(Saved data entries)
== Segment start ==
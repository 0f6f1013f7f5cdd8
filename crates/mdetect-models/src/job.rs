//! Asynchronous HLS transcode jobs.

use chrono::{DateTime, Utc};
use schemars::JsonSchema;
use serde::{Deserialize, Serialize};
use std::fmt;
use uuid::Uuid;

/// Unique identifier for a transcode job.
#[derive(Debug, Clone, PartialEq, Eq, Hash, Serialize, Deserialize, JsonSchema)]
#[serde(transparent)]
pub struct TranscodeJobId(pub String);

impl TranscodeJobId {
    /// Generate a new random job ID.
    pub fn new() -> Self {
        Self(Uuid::new_v4().to_string())
    }

    /// Create from an existing string.
    pub fn from_string(s: impl Into<String>) -> Self {
        Self(s.into())
    }

    pub fn as_str(&self) -> &str {
        &self.0
    }
}

impl Default for TranscodeJobId {
    fn default() -> Self {
        Self::new()
    }
}

impl fmt::Display for TranscodeJobId {
    fn fmt(&self, f: &mut fmt::Formatter<'_>) -> fmt::Result {
        write!(f, "{}", self.0)
    }
}

/// Transcode job state.
#[derive(Debug, Clone, Copy, PartialEq, Eq, Hash, Serialize, Deserialize, JsonSchema, Default)]
#[serde(rename_all = "snake_case")]
pub enum TranscodeStatus {
    #[default]
    Queued,
    Running,
    Completed,
    Failed,
}

impl TranscodeStatus {
    pub fn as_str(&self) -> &'static str {
        match self {
            TranscodeStatus::Queued => "queued",
            TranscodeStatus::Running => "running",
            TranscodeStatus::Completed => "completed",
            TranscodeStatus::Failed => "failed",
        }
    }

    pub fn is_terminal(&self) -> bool {
        matches!(self, TranscodeStatus::Completed | TranscodeStatus::Failed)
    }
}

/// A request to segment an annotated video into an HLS playlist.
#[derive(Debug, Clone, PartialEq, Serialize, Deserialize, JsonSchema)]
pub struct TranscodeJob {
    pub job_id: TranscodeJobId,
    pub status: TranscodeStatus,
    /// Source video file name within the results directory
    pub source: String,
    /// URL of the playlist once completed
    pub playlist_url: String,
    #[serde(skip_serializing_if = "Option::is_none")]
    pub error: Option<String>,
    pub created_at: DateTime<Utc>,
    pub updated_at: DateTime<Utc>,
}

impl TranscodeJob {
    /// Create a queued job.
    pub fn new(source: impl Into<String>, playlist_url: impl Into<String>) -> Self {
        let now = Utc::now();
        Self {
            job_id: TranscodeJobId::new(),
            status: TranscodeStatus::Queued,
            source: source.into(),
            playlist_url: playlist_url.into(),
            error: None,
            created_at: now,
            updated_at: now,
        }
    }

    pub fn mark_running(&mut self) {
        self.status = TranscodeStatus::Running;
        self.updated_at = Utc::now();
    }

    pub fn mark_completed(&mut self) {
        self.status = TranscodeStatus::Completed;
        self.error = None;
        self.updated_at = Utc::now();
    }

    pub fn mark_failed(&mut self, error: impl Into<String>) {
        self.status = TranscodeStatus::Failed;
        self.error = Some(error.into());
        self.updated_at = Utc::now();
    }
}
== Segment end ==
How to complete this task
Reproduce each entry exactly, with nothing missing.

Reply to the exercise
repository 0f6f1013f7f5cdd8
filename crates/mdetect-models/src/job.rs
//! Asynchronous HLS transcode jobs.

use chrono::{DateTime, Utc};
use schemars::JsonSchema;
use serde::{Deserialize, Serialize};
use std::fmt;
use uuid::Uuid;

/// Unique identifier for a transcode job.
#[derive(Debug, Clone, PartialEq, Eq, Hash, Serialize, Deserialize, JsonSchema)]
#[serde(transparent)]
pub struct TranscodeJobId(pub String);

impl TranscodeJobId {
    /// Generate a new random job ID.
    pub fn new() -> Self {
        Self(Uuid::new_v4().to_string())
    }

    /// Create from an existing string.
    pub fn from_string(s: impl Into<String>) -> Self {
        Self(s.into())
    }

    pub fn as_str(&self) -> &str {
        &self.0
    }
}

impl Default for TranscodeJobId {
    fn default() -> Self {
        Self::new()
    }
}

impl fmt::Display for TranscodeJobId {
    fn fmt(&self, f: &mut fmt::Formatter<'_>) -> fmt::Result {
        write!(f, "{}", self.0)
    }
}

/// Transcode job state.
#[derive(Debug, Clone, Copy, PartialEq, Eq, Hash, Serialize, Deserialize, JsonSchema, Default)]
#[serde(rename_all = "snake_case")]
pub enum TranscodeStatus {
    #[default]
    Queued,
    Running,
    Completed,
    Failed,
}

impl TranscodeStatus {
    pub fn as_str(&self) -> &'static str {
        match self {
            TranscodeStatus::Queued => "queued",
            TranscodeStatus::Running => "running",
            TranscodeStatus::Completed => "completed",
            TranscodeStatus::Failed => "failed",
        }
    }

    pub fn is_terminal(&self) -> bool {
        matches!(self, TranscodeStatus::Completed | TranscodeStatus::Failed)
    }
}

/// A request to segment an annotated video into an HLS playlist.
#[derive(Debug, Clone, PartialEq, Serialize, Deserialize, JsonSchema)]
pub struct TranscodeJob {
    pub job_id: TranscodeJobId,
    pub status: TranscodeStatus,
    /// Source video file name within the results directory
    pub source: String,
    /// URL of the playlist once completed
    pub playlist_url: String,
    #[serde(skip_serializing_if = "Option::is_none")]
    pub error: Option<String>,
    pub created_at: DateTime<Utc>,
    pub updated_at: DateTime<Utc>,
}

impl TranscodeJob {
    /// Create a queued job.
    pub fn new(source: impl Into<String>, playlist_url: impl Into<String>) -> Self {
        let now = Utc::now();
        Self {
            job_id: TranscodeJobId::new(),
            status: TranscodeStatus::Queued,
            source: source.into(),
            playlist_url: playlist_url.into(),
            error: None,
            created_at: now,
            updated_at: now,
        }
    }

    pub fn mark_running(&mut self) {
        self.status = TranscodeStatus::Running;
        self.updated_at = Utc::now();
    }

    pub fn mark_completed(&mut self) {
        self.status = TranscodeStatus::Completed;
        self.error = None;
        self.updated_at = Utc::now();
    }

    pub fn mark_failed(&mut self, error: impl Into<String>) {
        self.status = TranscodeStatus::Failed;
        self.error = Some(error.into());
        self.updated_at = Utc::now();
    }
}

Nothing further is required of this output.